WHAT NEEDS TO BE DONE: Write out the entries once more, exactly as they appear.

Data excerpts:
/---

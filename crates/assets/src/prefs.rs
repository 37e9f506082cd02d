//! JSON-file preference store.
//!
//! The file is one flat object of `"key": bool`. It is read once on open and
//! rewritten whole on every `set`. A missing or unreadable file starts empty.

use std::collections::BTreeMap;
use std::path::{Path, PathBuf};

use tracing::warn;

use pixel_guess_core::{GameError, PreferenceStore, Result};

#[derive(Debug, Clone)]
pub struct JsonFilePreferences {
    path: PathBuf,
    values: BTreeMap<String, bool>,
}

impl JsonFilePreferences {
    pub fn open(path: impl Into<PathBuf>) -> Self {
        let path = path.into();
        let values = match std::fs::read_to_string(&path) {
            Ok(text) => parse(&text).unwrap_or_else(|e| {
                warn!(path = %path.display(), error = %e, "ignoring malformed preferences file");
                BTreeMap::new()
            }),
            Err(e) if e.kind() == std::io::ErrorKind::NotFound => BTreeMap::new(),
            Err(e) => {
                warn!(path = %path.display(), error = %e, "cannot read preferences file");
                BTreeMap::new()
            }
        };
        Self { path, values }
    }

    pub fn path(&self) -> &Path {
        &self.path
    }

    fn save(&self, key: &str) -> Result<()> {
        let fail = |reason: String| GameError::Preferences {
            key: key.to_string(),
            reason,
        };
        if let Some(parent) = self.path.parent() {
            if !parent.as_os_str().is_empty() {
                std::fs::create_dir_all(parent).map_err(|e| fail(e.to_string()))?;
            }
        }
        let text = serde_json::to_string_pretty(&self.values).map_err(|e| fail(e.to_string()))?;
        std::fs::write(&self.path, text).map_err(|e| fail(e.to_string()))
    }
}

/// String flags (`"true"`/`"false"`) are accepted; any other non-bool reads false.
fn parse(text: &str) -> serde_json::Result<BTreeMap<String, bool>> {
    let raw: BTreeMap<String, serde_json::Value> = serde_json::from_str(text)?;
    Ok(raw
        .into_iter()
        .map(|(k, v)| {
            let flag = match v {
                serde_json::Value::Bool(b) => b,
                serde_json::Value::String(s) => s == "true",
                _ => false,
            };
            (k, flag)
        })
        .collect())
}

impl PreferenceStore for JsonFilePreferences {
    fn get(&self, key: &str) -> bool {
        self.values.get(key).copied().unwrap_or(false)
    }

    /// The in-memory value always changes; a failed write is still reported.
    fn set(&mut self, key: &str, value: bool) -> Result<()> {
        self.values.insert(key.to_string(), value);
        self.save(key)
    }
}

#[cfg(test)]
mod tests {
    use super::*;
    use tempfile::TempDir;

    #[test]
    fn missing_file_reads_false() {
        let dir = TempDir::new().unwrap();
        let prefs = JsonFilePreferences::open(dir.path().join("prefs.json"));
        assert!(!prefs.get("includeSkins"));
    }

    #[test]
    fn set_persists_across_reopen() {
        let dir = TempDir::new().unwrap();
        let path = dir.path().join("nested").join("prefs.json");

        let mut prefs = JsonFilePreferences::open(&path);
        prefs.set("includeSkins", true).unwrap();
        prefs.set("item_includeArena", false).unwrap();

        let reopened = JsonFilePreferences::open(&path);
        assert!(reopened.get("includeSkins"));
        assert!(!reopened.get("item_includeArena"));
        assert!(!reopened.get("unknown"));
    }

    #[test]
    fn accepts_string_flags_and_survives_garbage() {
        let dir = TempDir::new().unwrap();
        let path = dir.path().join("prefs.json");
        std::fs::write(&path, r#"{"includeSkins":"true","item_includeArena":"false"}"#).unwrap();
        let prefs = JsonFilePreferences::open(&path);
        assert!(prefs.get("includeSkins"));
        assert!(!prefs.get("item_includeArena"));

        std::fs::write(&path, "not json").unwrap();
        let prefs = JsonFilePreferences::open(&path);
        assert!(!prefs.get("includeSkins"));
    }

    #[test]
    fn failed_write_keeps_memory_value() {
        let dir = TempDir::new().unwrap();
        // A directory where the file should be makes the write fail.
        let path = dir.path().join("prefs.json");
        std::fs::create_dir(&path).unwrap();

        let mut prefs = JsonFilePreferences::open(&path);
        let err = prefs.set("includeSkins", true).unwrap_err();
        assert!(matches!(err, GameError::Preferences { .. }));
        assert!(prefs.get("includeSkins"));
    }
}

\---

EXPECTED OUTPUT:
filename crates/assets/src/prefs.rs
repository 37e9f506082cd02d
//! JSON-file preference store.
//!
//! The file is one flat object of `"key": bool`. It is read once on open and
//! rewritten whole on every `set`. A missing or unreadable file starts empty.

use std::collections::BTreeMap;
use std::path::{Path, PathBuf};

use tracing::warn;

use pixel_guess_core::{GameError, PreferenceStore, Result};

#[derive(Debug, Clone)]
pub struct JsonFilePreferences {
    path: PathBuf,
    values: BTreeMap<String, bool>,
}

impl JsonFilePreferences {
    pub fn open(path: impl Into<PathBuf>) -> Self {
        let path = path.into();
        let values = match std::fs::read_to_string(&path) {
            Ok(text) => parse(&text).unwrap_or_else(|e| {
                warn!(path = %path.display(), error = %e, "ignoring malformed preferences file");
                BTreeMap::new()
            }),
            Err(e) if e.kind() == std::io::ErrorKind::NotFound => BTreeMap::new(),
            Err(e) => {
                warn!(path = %path.display(), error = %e, "cannot read preferences file");
                BTreeMap::new()
            }
        };
        Self { path, values }
    }

    pub fn path(&self) -> &Path {
        &self.path
    }

    fn save(&self, key: &str) -> Result<()> {
        let fail = |reason: String| GameError::Preferences {
            key: key.to_string(),
            reason,
        };
        if let Some(parent) = self.path.parent() {
            if !parent.as_os_str().is_empty() {
                std::fs::create_dir_all(parent).map_err(|e| fail(e.to_string()))?;
            }
        }
        let text = serde_json::to_string_pretty(&self.values).map_err(|e| fail(e.to_string()))?;
        std::fs::write(&self.path, text).map_err(|e| fail(e.to_string()))
    }
}

/// String flags (`"true"`/`"false"`) are accepted; any other non-bool reads false.
fn parse(text: &str) -> serde_json::Result<BTreeMap<String, bool>> {
    let raw: BTreeMap<String, serde_json::Value> = serde_json::from_str(text)?;
    Ok(raw
        .into_iter()
        .map(|(k, v)| {
            let flag = match v {
                serde_json::Value::Bool(b) => b,
                serde_json::Value::String(s) => s == "true",
                _ => false,
            };
            (k, flag)
        })
        .collect())
}

impl PreferenceStore for JsonFilePreferences {
    fn get(&self, key: &str) -> bool {
        self.values.get(key).copied().unwrap_or(false)
    }

    /// The in-memory value always changes; a failed write is still reported.
    fn set(&mut self, key: &str, value: bool) -> Result<()> {
        self.values.insert(key.to_string(), value);
        self.save(key)
    }
}

#[cfg(test)]
mod tests {
    use super::*;
    use tempfile::TempDir;

    #[test]
    fn missing_file_reads_false() {
        let dir = TempDir::new().unwrap();
        let prefs = JsonFilePreferences::open(dir.path().join("prefs.json"));
        assert!(!prefs.get("includeSkins"));
    }

    #[test]
    fn set_persists_across_reopen() {
        let dir = TempDir::new().unwrap();
        let path = dir.path().join("nested").join("prefs.json");

        let mut prefs = JsonFilePreferences::open(&path);
        prefs.set("includeSkins", true).unwrap();
        prefs.set("item_includeArena", false).unwrap();

        let reopened = JsonFilePreferences::open(&path);
        assert!(reopened.get("includeSkins"));
        assert!(!reopened.get("item_includeArena"));
        assert!(!reopened.get("unknown"));
    }

    #[test]
    fn accepts_string_flags_and_survives_garbage() {
        let dir = TempDir::new().unwrap();
        let path = dir.path().join("prefs.json");
        std::fs::write(&path, r#"{"includeSkins":"true","item_includeArena":"false"}"#).unwrap();
        let prefs = JsonFilePreferences::open(&path);
        assert!(prefs.get("includeSkins"));
        assert!(!prefs.get("item_includeArena"));

        std::fs::write(&path, "not json").unwrap();
        let prefs = JsonFilePreferences::open(&path);
        assert!(!prefs.get("includeSkins"));
    }

    #[test]
    fn failed_write_keeps_memory_value() {
        let dir = TempDir::new().unwrap();
        // A directory where the file should be makes the write fail.
        let path = dir.path().join("prefs.json");
        std::fs::create_dir(&path).unwrap();

        let mut prefs = JsonFilePreferences::open(&path);
        let err = prefs.set("includeSkins", true).unwrap_err();
        assert!(matches!(err, GameError::Preferences { .. }));
        assert!(prefs.get("includeSkins"));
    }
}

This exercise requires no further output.